■ WORK REQUEST:
Would you write out the records below exactly as given?
───
//! View models for the repository browser.
//!
//! Rendering is a pure function of session state: each function here takes
//! data already fetched and produces a structured description the CLI can
//! print as JSON or text.

use crate::models::github::{
    Branch, Commit, ContentEntry, ContentKind, Issue, PullRequest, Repository,
};
use serde::Serialize;
use std::cmp::Ordering;

const FOLDER_ICON: &str = "📁";
const DEFAULT_ICON: &str = "📄";

/// Icon for a file name, chosen by extension.
pub fn file_icon(name: &str) -> &'static str {
    let ext = name.rsplit('.').next().unwrap_or(name).to_lowercase();
    match ext.as_str() {
        "js" | "ts" | "jsx" | "tsx" => "📄",
        "html" => "🌐",
        "css" | "scss" | "sass" => "🎨",
        "json" | "xml" | "yaml" | "yml" | "toml" => "📋",
        "md" | "txt" | "readme" => "📝",
        "png" | "jpg" | "jpeg" | "gif" | "svg" => "🖼️",
        "pdf" => "📕",
        "doc" | "docx" => "📄",
        "zip" | "tar" | "gz" => "📦",
        "py" => "🐍",
        "java" => "☕",
        "cpp" | "c" | "rs" => "⚙️",
        "php" => "🐘",
        "rb" => "💎",
        "go" => "🐹",
        _ => DEFAULT_ICON,
    }
}

/// Directories first, then case-insensitive name order.
pub fn sort_entries(entries: &mut [ContentEntry]) {
    entries.sort_by(|a, b| match (a.is_dir(), b.is_dir()) {
        (true, false) => Ordering::Less,
        (false, true) => Ordering::Greater,
        _ => a
            .name
            .to_lowercase()
            .cmp(&b.name.to_lowercase())
            .then_with(|| a.name.cmp(&b.name)),
    });
}

/// Join a browse path and a child segment.
pub fn child_path(path: &str, name: &str) -> String {
    if path.is_empty() {
        name.to_string()
    } else {
        format!("{}/{}", path, name)
    }
}

/// Drop the last segment of a browse path.
pub fn parent_path(path: &str) -> String {
    match path.rsplit_once('/') {
        Some((parent, _)) => parent.to_string(),
        None => String::new(),
    }
}

/// One row of the file tree.
#[derive(Debug, Clone, PartialEq, Eq, Serialize)]
pub struct FileRow {
    pub icon: &'static str,
    pub name: String,
    pub path: String,
    pub kind: ContentKind,
    #[serde(skip_serializing_if = "Option::is_none")]
    pub download_url: Option<String>,
}

/// Rendered directory listing.
#[derive(Debug, Clone, Serialize)]
pub struct Listing {
    pub repository: String,
    pub branch: String,
    /// Displayed as `/<path>`
    pub path: String,
    /// Whether a `..` row precedes the entries
    pub has_parent: bool,
    pub rows: Vec<FileRow>,
}

impl Listing {
    pub fn render(repository: &str, branch: &str, path: &str, entries: &[ContentEntry]) -> Self {
        let rows = entries
            .iter()
            .map(|entry| FileRow {
                icon: if entry.is_dir() {
                    FOLDER_ICON
                } else {
                    file_icon(&entry.name)
                },
                name: entry.name.clone(),
                path: entry.path.clone(),
                kind: entry.kind,
                download_url: entry.download_url.clone(),
            })
            .collect();
        Self {
            repository: repository.to_string(),
            branch: branch.to_string(),
            path: format!("/{}", path),
            has_parent: !path.is_empty(),
            rows,
        }
    }

    pub fn to_human(&self) -> String {
        let mut lines = vec![format!(
            "{} @ {}  {}",
            self.repository, self.branch, self.path
        )];
        if self.has_parent {
            lines.push(format!("  {} ..", FOLDER_ICON));
        }
        for row in &self.rows {
            lines.push(format!("  {} {}", row.icon, row.name));
        }
        if self.rows.is_empty() {
            lines.push("  (empty)".to_string());
        }
        lines.join("\n")
    }
}

/// Repository summary card.
#[derive(Debug, Clone, Serialize)]
pub struct RepoCard {
    pub full_name: String,
    pub description: String,
    pub stars: u64,
    pub forks: u64,
    pub language: String,
}

impl RepoCard {
    pub fn render(repo: &Repository) -> Self {
        Self {
            full_name: repo.full_name.clone(),
            description: repo
                .description
                .clone()
                .unwrap_or_else(|| "No description".to_string()),
            stars: repo.stargazers_count,
            forks: repo.forks_count,
            language: repo
                .language
                .clone()
                .unwrap_or_else(|| "Unknown".to_string()),
        }
    }

    pub fn to_human(&self) -> String {
        format!(
            "{}\n  {}\n  ⭐ {}  🍴 {}  📝 {}",
            self.full_name, self.description, self.stars, self.forks, self.language
        )
    }
}

/// One row of a commits, branches, issues or pull requests tab.
#[derive(Debug, Clone, PartialEq, Eq, Serialize)]
pub struct ListRow {
    pub title: String,
    pub meta: String,
    #[serde(skip_serializing_if = "Vec::is_empty")]
    pub labels: Vec<String>,
}

pub fn commit_rows(commits: &[Commit]) -> Vec<ListRow> {
    commits
        .iter()
        .map(|c| ListRow {
            title: c.summary().to_string(),
            meta: format!(
                "{} by {} on {}",
                c.short_sha(),
                c.commit.author.name,
                c.commit.author.date.format("%Y-%m-%d")
            ),
            labels: Vec::new(),
        })
        .collect()
}

pub fn branch_rows(branches: &[Branch], current: &str) -> Vec<ListRow> {
    branches
        .iter()
        .map(|b| {
            let short = crate::models::github::short_sha(&b.commit.sha);
            ListRow {
                title: b.name.clone(),
                meta: if b.name == current {
                    format!("{} (current)", short)
                } else {
                    short.to_string()
                },
                labels: Vec::new(),
            }
        })
        .collect()
}

pub fn issue_rows(issues: &[Issue]) -> Vec<ListRow> {
    issues
        .iter()
        .map(|i| ListRow {
            title: format!("#{} {}", i.number, i.title),
            meta: format!("by {} on {}", i.user.login, i.created_at.format("%Y-%m-%d")),
            labels: i.labels.iter().map(|l| l.name.clone()).collect(),
        })
        .collect()
}

pub fn pull_rows(pulls: &[PullRequest]) -> Vec<ListRow> {
    pulls
        .iter()
        .map(|p| ListRow {
            title: format!("#{} {}", p.number, p.title),
            meta: format!(
                "by {} on {} • {} → {}",
                p.user.login,
                p.created_at.format("%Y-%m-%d"),
                p.head.git_ref,
                p.base.git_ref
            ),
            labels: Vec::new(),
        })
        .collect()
}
───
■ RESPONSE FOR THIS EXERCISE:
//! View models for the repository browser.
//!
//! Rendering is a pure function of session state: each function here takes
//! data already fetched and produces a structured description the CLI can
//! print as JSON or text.

use crate::models::github::{
    Branch, Commit, ContentEntry, ContentKind, Issue, PullRequest, Repository,
};
use serde::Serialize;
use std::cmp::Ordering;

const FOLDER_ICON: &str = "📁";
const DEFAULT_ICON: &str = "📄";

/// Icon for a file name, chosen by extension.
pub fn file_icon(name: &str) -> &'static str {
    let ext = name.rsplit('.').next().unwrap_or(name).to_lowercase();
    match ext.as_str() {
        "js" | "ts" | "jsx" | "tsx" => "📄",
        "html" => "🌐",
        "css" | "scss" | "sass" => "🎨",
        "json" | "xml" | "yaml" | "yml" | "toml" => "📋",
        "md" | "txt" | "readme" => "📝",
        "png" | "jpg" | "jpeg" | "gif" | "svg" => "🖼️",
        "pdf" => "📕",
        "doc" | "docx" => "📄",
        "zip" | "tar" | "gz" => "📦",
        "py" => "🐍",
        "java" => "☕",
        "cpp" | "c" | "rs" => "⚙️",
        "php" => "🐘",
        "rb" => "💎",
        "go" => "🐹",
        _ => DEFAULT_ICON,
    }
}

/// Directories first, then case-insensitive name order.
pub fn sort_entries(entries: &mut [ContentEntry]) {
    entries.sort_by(|a, b| match (a.is_dir(), b.is_dir()) {
        (true, false) => Ordering::Less,
        (false, true) => Ordering::Greater,
        _ => a
            .name
            .to_lowercase()
            .cmp(&b.name.to_lowercase())
            .then_with(|| a.name.cmp(&b.name)),
    });
}

/// Join a browse path and a child segment.
pub fn child_path(path: &str, name: &str) -> String {
    if path.is_empty() {
        name.to_string()
    } else {
        format!("{}/{}", path, name)
    }
}

/// Drop the last segment of a browse path.
pub fn parent_path(path: &str) -> String {
    match path.rsplit_once('/') {
        Some((parent, _)) => parent.to_string(),
        None => String::new(),
    }
}

/// One row of the file tree.
#[derive(Debug, Clone, PartialEq, Eq, Serialize)]
pub struct FileRow {
    pub icon: &'static str,
    pub name: String,
    pub path: String,
    pub kind: ContentKind,
    #[serde(skip_serializing_if = "Option::is_none")]
    pub download_url: Option<String>,
}

/// Rendered directory listing.
#[derive(Debug, Clone, Serialize)]
pub struct Listing {
    pub repository: String,
    pub branch: String,
    /// Displayed as `/<path>`
    pub path: String,
    /// Whether a `..` row precedes the entries
    pub has_parent: bool,
    pub rows: Vec<FileRow>,
}

impl Listing {
    pub fn render(repository: &str, branch: &str, path: &str, entries: &[ContentEntry]) -> Self {
        let rows = entries
            .iter()
            .map(|entry| FileRow {
                icon: if entry.is_dir() {
                    FOLDER_ICON
                } else {
                    file_icon(&entry.name)
                },
                name: entry.name.clone(),
                path: entry.path.clone(),
                kind: entry.kind,
                download_url: entry.download_url.clone(),
            })
            .collect();
        Self {
            repository: repository.to_string(),
            branch: branch.to_string(),
            path: format!("/{}", path),
            has_parent: !path.is_empty(),
            rows,
        }
    }

    pub fn to_human(&self) -> String {
        let mut lines = vec![format!(
            "{} @ {}  {}",
            self.repository, self.branch, self.path
        )];
        if self.has_parent {
            lines.push(format!("  {} ..", FOLDER_ICON));
        }
        for row in &self.rows {
            lines.push(format!("  {} {}", row.icon, row.name));
        }
        if self.rows.is_empty() {
            lines.push("  (empty)".to_string());
        }
        lines.join("\n")
    }
}

/// Repository summary card.
#[derive(Debug, Clone, Serialize)]
pub struct RepoCard {
    pub full_name: String,
    pub description: String,
    pub stars: u64,
    pub forks: u64,
    pub language: String,
}

impl RepoCard {
    pub fn render(repo: &Repository) -> Self {
        Self {
            full_name: repo.full_name.clone(),
            description: repo
                .description
                .clone()
                .unwrap_or_else(|| "No description".to_string()),
            stars: repo.stargazers_count,
            forks: repo.forks_count,
            language: repo
                .language
                .clone()
                .unwrap_or_else(|| "Unknown".to_string()),
        }
    }

    pub fn to_human(&self) -> String {
        format!(
            "{}\n  {}\n  ⭐ {}  🍴 {}  📝 {}",
            self.full_name, self.description, self.stars, self.forks, self.language
        )
    }
}

/// One row of a commits, branches, issues or pull requests tab.
#[derive(Debug, Clone, PartialEq, Eq, Serialize)]
pub struct ListRow {
    pub title: String,
    pub meta: String,
    #[serde(skip_serializing_if = "Vec::is_empty")]
    pub labels: Vec<String>,
}

pub fn commit_rows(commits: &[Commit]) -> Vec<ListRow> {
    commits
        .iter()
        .map(|c| ListRow {
            title: c.summary().to_string(),
            meta: format!(
                "{} by {} on {}",
                c.short_sha(),
                c.commit.author.name,
                c.commit.author.date.format("%Y-%m-%d")
            ),
            labels: Vec::new(),
        })
        .collect()
}

pub fn branch_rows(branches: &[Branch], current: &str) -> Vec<ListRow> {
    branches
        .iter()
        .map(|b| {
            let short = crate::models::github::short_sha(&b.commit.sha);
            ListRow {
                title: b.name.clone(),
                meta: if b.name == current {
                    format!("{} (current)", short)
                } else {
                    short.to_string()
                },
                labels: Vec::new(),
            }
        })
        .collect()
}

pub fn issue_rows(issues: &[Issue]) -> Vec<ListRow> {
    issues
        .iter()
        .map(|i| ListRow {
            title: format!("#{} {}", i.number, i.title),
            meta: format!("by {} on {}", i.user.login, i.created_at.format("%Y-%m-%d")),
            labels: i.labels.iter().map(|l| l.name.clone()).collect(),
        })
        .collect()
}

pub fn pull_rows(pulls: &[PullRequest]) -> Vec<ListRow> {
    pulls
        .iter()
        .map(|p| ListRow {
            title: format!("#{} {}", p.number, p.title),
            meta: format!(
                "by {} on {} • {} → {}",
                p.user.login,
                p.created_at.format("%Y-%m-%d"),
                p.head.git_ref,
                p.base.git_ref
            ),
            labels: Vec::new(),
        })
        .collect()
}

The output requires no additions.